● Exercise: Write the data below out again in full, exactly as shown.

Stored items
-*-*-
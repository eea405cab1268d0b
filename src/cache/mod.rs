//! Cache module: storage backends and the fetch-or-populate engine.

mod layer;
mod memory;
mod object;
mod storage;
mod traits;

pub use layer::CacheLayer;
pub use memory::MemoryStorage;
pub use object::ObjectStorage;
pub use storage::CacheStorage;
pub use traits::{CacheResult, CacheSource};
-*-*-
● Answer to this problem:
repository eea405cab1268d0b
filename src/cache/mod.rs
//! Cache module: storage backends and the fetch-or-populate engine.

mod layer;
mod memory;
mod object;
mod storage;
mod traits;

pub use layer::CacheLayer;
pub use memory::MemoryStorage;
pub use object::ObjectStorage;
pub use storage::CacheStorage;
pub use traits::{CacheResult, CacheSource};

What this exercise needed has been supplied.